Given data:

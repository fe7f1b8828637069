//! Store traits consumed by the decision pipeline.

use std::fmt;
use std::str::FromStr;

use async_trait::async_trait;
use scenegate_core::approval::ApprovalThreshold;
use scenegate_core::grid::SceneLayout;
use scenegate_core::submission::SceneSubmission;
use scenegate_core::types::SubmissionId;
use uuid::Uuid;

// ---------------------------------------------------------------------------
// Errors
// ---------------------------------------------------------------------------

#[derive(Debug, thiserror::Error)]
pub enum StoreError {
    #[error("Database error: {0}")]
    Database(#[from] sqlx::Error),

    #[error("{entity} not found: {id}")]
    NotFound { entity: &'static str, id: String },

    #[error("Conflict: {0}")]
    Conflict(String),

    #[error("Invalid stored data: {0}")]
    InvalidData(String),
}

/// Postgres `unique_violation`.
const UNIQUE_VIOLATION: &str = "23505";

/// Map a unique violation to [`StoreError::Conflict`], anything else to
/// [`StoreError::Database`].
pub(crate) fn classify(err: sqlx::Error, conflict_message: impl FnOnce() -> String) -> StoreError {
    if let sqlx::Error::Database(db_err) = &err {
        if db_err.code().as_deref() == Some(UNIQUE_VIOLATION) {
            return StoreError::Conflict(conflict_message());
        }
    }
    StoreError::Database(err)
}

// ---------------------------------------------------------------------------
// Layout owners
// ---------------------------------------------------------------------------

/// Which side of a comparison a stored layout list belongs to.
#[derive(Debug, Clone, Copy, PartialEq, Eq, Hash)]
pub enum LayoutOwner {
    Template,
    Video,
}

impl LayoutOwner {
    pub fn as_str(&self) -> &'static str {
        match self {
            Self::Template => "template",
            Self::Video => "video",
        }
    }
}

impl fmt::Display for LayoutOwner {
    fn fmt(&self, f: &mut fmt::Formatter<'_>) -> fmt::Result {
        f.write_str(self.as_str())
    }
}

impl FromStr for LayoutOwner {
    type Err = StoreError;

    fn from_str(s: &str) -> Result<Self, Self::Err> {
        match s {
            "template" => Ok(Self::Template),
            "video" => Ok(Self::Video),
            other => Err(StoreError::InvalidData(format!("Unknown layout owner '{other}'"))),
        }
    }
}

// ---------------------------------------------------------------------------
// Traits
// ---------------------------------------------------------------------------

#[async_trait]
pub trait SubmissionStore: Send + Sync {
    /// Insert a new row. Fails with `Conflict` if `previous_submission_id`
    /// already has a successor.
    async fn insert(&self, submission: &SceneSubmission) -> Result<(), StoreError>;

    async fn find_by_id(&self, id: SubmissionId) -> Result<Option<SceneSubmission>, StoreError>;

    /// Rows with the given ids, in no particular order. Unknown ids are skipped.
    async fn find_by_ids(&self, ids: &[SubmissionId]) -> Result<Vec<SceneSubmission>, StoreError>;

    /// Most recent row for `(assignment, user, scene)`.
    async fn find_latest_for_slot(
        &self,
        assignment_id: &str,
        user_id: &str,
        scene_number: i32,
    ) -> Result<Option<SceneSubmission>, StoreError>;

    /// Every row for `(assignment, user)`, ordered by scene then submission time.
    async fn list_for_assignment_user(
        &self,
        assignment_id: &str,
        user_id: &str,
    ) -> Result<Vec<SceneSubmission>, StoreError>;

    /// Pending rows that have not been superseded, oldest first.
    async fn list_pending(&self, limit: i64) -> Result<Vec<SceneSubmission>, StoreError>;

    async fn is_superseded(&self, id: SubmissionId) -> Result<bool, StoreError>;

    /// Overwrite a row's mutable fields. Fails with `NotFound` if absent and
    /// `Conflict` if the row has been superseded.
    async fn update(&self, submission: &SceneSubmission) -> Result<(), StoreError>;

    /// Delete every row for a template. Returns the number removed.
    async fn delete_by_template(&self, template_id: &str) -> Result<u64, StoreError>;

    /// Delete every row for a user. Returns the number removed.
    async fn delete_by_user(&self, user_id: &str) -> Result<u64, StoreError>;

    async fn ping(&self) -> Result<(), StoreError>;
}

#[async_trait]
pub trait ThresholdStore: Send + Sync {
    /// Exact lookup; `manager_id = None` matches only the template-wide row.
    async fn find(
        &self,
        template_id: &str,
        manager_id: Option<&str>,
    ) -> Result<Option<ApprovalThreshold>, StoreError>;

    /// Insert or replace the row for `(template_id, manager_id)`, returning it
    /// with its id assigned.
    async fn upsert(&self, threshold: &ApprovalThreshold) -> Result<ApprovalThreshold, StoreError>;

    /// Returns `true` if a row was removed.
    async fn delete(&self, id: Uuid) -> Result<bool, StoreError>;

    async fn list_for_manager(&self, manager_id: &str) -> Result<Vec<ApprovalThreshold>, StoreError>;
}

/// Per-template count of automatic approvals.
#[async_trait]
pub trait AutoApprovalCounter: Send + Sync {
    async fn used(&self, template_id: &str) -> Result<u32, StoreError>;

    /// Atomically claim one slot if fewer than `max` have been used.
    async fn try_acquire(&self, template_id: &str, max: u32) -> Result<bool, StoreError>;

    /// Give back a slot claimed by [`try_acquire`](Self::try_acquire).
    async fn release(&self, template_id: &str) -> Result<(), StoreError>;

    async fn reset(&self, template_id: &str) -> Result<(), StoreError>;
}

#[async_trait]
pub trait LayoutStore: Send + Sync {
    async fn put_layouts(
        &self,
        owner: LayoutOwner,
        owner_id: &str,
        scenes: &[SceneLayout],
    ) -> Result<(), StoreError>;

    async fn get_layouts(
        &self,
        owner: LayoutOwner,
        owner_id: &str,
    ) -> Result<Option<Vec<SceneLayout>>, StoreError>;
}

Directions: Copy out the material above in full so that every line matches the original.

Exercise response:
repository fe7f1b8828637069
//! Store traits consumed by the decision pipeline.

use std::fmt;
use std::str::FromStr;

use async_trait::async_trait;
use scenegate_core::approval::ApprovalThreshold;
use scenegate_core::grid::SceneLayout;
use scenegate_core::submission::SceneSubmission;
use scenegate_core::types::SubmissionId;
use uuid::Uuid;

// ---------------------------------------------------------------------------
// Errors
// ---------------------------------------------------------------------------

#[derive(Debug, thiserror::Error)]
pub enum StoreError {
    #[error("Database error: {0}")]
    Database(#[from] sqlx::Error),

    #[error("{entity} not found: {id}")]
    NotFound { entity: &'static str, id: String },

    #[error("Conflict: {0}")]
    Conflict(String),

    #[error("Invalid stored data: {0}")]
    InvalidData(String),
}

/// Postgres `unique_violation`.
const UNIQUE_VIOLATION: &str = "23505";

/// Map a unique violation to [`StoreError::Conflict`], anything else to
/// [`StoreError::Database`].
pub(crate) fn classify(err: sqlx::Error, conflict_message: impl FnOnce() -> String) -> StoreError {
    if let sqlx::Error::Database(db_err) = &err {
        if db_err.code().as_deref() == Some(UNIQUE_VIOLATION) {
            return StoreError::Conflict(conflict_message());
        }
    }
    StoreError::Database(err)
}

// ---------------------------------------------------------------------------
// Layout owners
// ---------------------------------------------------------------------------

/// Which side of a comparison a stored layout list belongs to.
#[derive(Debug, Clone, Copy, PartialEq, Eq, Hash)]
pub enum LayoutOwner {
    Template,
    Video,
}

impl LayoutOwner {
    pub fn as_str(&self) -> &'static str {
        match self {
            Self::Template => "template",
            Self::Video => "video",
        }
    }
}

impl fmt::Display for LayoutOwner {
    fn fmt(&self, f: &mut fmt::Formatter<'_>) -> fmt::Result {
        f.write_str(self.as_str())
    }
}

impl FromStr for LayoutOwner {
    type Err = StoreError;

    fn from_str(s: &str) -> Result<Self, Self::Err> {
        match s {
            "template" => Ok(Self::Template),
            "video" => Ok(Self::Video),
            other => Err(StoreError::InvalidData(format!("Unknown layout owner '{other}'"))),
        }
    }
}

// ---------------------------------------------------------------------------
// Traits
// ---------------------------------------------------------------------------

#[async_trait]
pub trait SubmissionStore: Send + Sync {
    /// Insert a new row. Fails with `Conflict` if `previous_submission_id`
    /// already has a successor.
    async fn insert(&self, submission: &SceneSubmission) -> Result<(), StoreError>;

    async fn find_by_id(&self, id: SubmissionId) -> Result<Option<SceneSubmission>, StoreError>;

    /// Rows with the given ids, in no particular order. Unknown ids are skipped.
    async fn find_by_ids(&self, ids: &[SubmissionId]) -> Result<Vec<SceneSubmission>, StoreError>;

    /// Most recent row for `(assignment, user, scene)`.
    async fn find_latest_for_slot(
        &self,
        assignment_id: &str,
        user_id: &str,
        scene_number: i32,
    ) -> Result<Option<SceneSubmission>, StoreError>;

    /// Every row for `(assignment, user)`, ordered by scene then submission time.
    async fn list_for_assignment_user(
        &self,
        assignment_id: &str,
        user_id: &str,
    ) -> Result<Vec<SceneSubmission>, StoreError>;

    /// Pending rows that have not been superseded, oldest first.
    async fn list_pending(&self, limit: i64) -> Result<Vec<SceneSubmission>, StoreError>;

    async fn is_superseded(&self, id: SubmissionId) -> Result<bool, StoreError>;

    /// Overwrite a row's mutable fields. Fails with `NotFound` if absent and
    /// `Conflict` if the row has been superseded.
    async fn update(&self, submission: &SceneSubmission) -> Result<(), StoreError>;

    /// Delete every row for a template. Returns the number removed.
    async fn delete_by_template(&self, template_id: &str) -> Result<u64, StoreError>;

    /// Delete every row for a user. Returns the number removed.
    async fn delete_by_user(&self, user_id: &str) -> Result<u64, StoreError>;

    async fn ping(&self) -> Result<(), StoreError>;
}

#[async_trait]
pub trait ThresholdStore: Send + Sync {
    /// Exact lookup; `manager_id = None` matches only the template-wide row.
    async fn find(
        &self,
        template_id: &str,
        manager_id: Option<&str>,
    ) -> Result<Option<ApprovalThreshold>, StoreError>;

    /// Insert or replace the row for `(template_id, manager_id)`, returning it
    /// with its id assigned.
    async fn upsert(&self, threshold: &ApprovalThreshold) -> Result<ApprovalThreshold, StoreError>;

    /// Returns `true` if a row was removed.
    async fn delete(&self, id: Uuid) -> Result<bool, StoreError>;

    async fn list_for_manager(&self, manager_id: &str) -> Result<Vec<ApprovalThreshold>, StoreError>;
}

/// Per-template count of automatic approvals.
#[async_trait]
pub trait AutoApprovalCounter: Send + Sync {
    async fn used(&self, template_id: &str) -> Result<u32, StoreError>;

    /// Atomically claim one slot if fewer than `max` have been used.
    async fn try_acquire(&self, template_id: &str, max: u32) -> Result<bool, StoreError>;

    /// Give back a slot claimed by [`try_acquire`](Self::try_acquire).
    async fn release(&self, template_id: &str) -> Result<(), StoreError>;

    async fn reset(&self, template_id: &str) -> Result<(), StoreError>;
}

#[async_trait]
pub trait LayoutStore: Send + Sync {
    async fn put_layouts(
        &self,
        owner: LayoutOwner,
        owner_id: &str,
        scenes: &[SceneLayout],
    ) -> Result<(), StoreError>;

    async fn get_layouts(
        &self,
        owner: LayoutOwner,
        owner_id: &str,
    ) -> Result<Option<Vec<SceneLayout>>, StoreError>;
}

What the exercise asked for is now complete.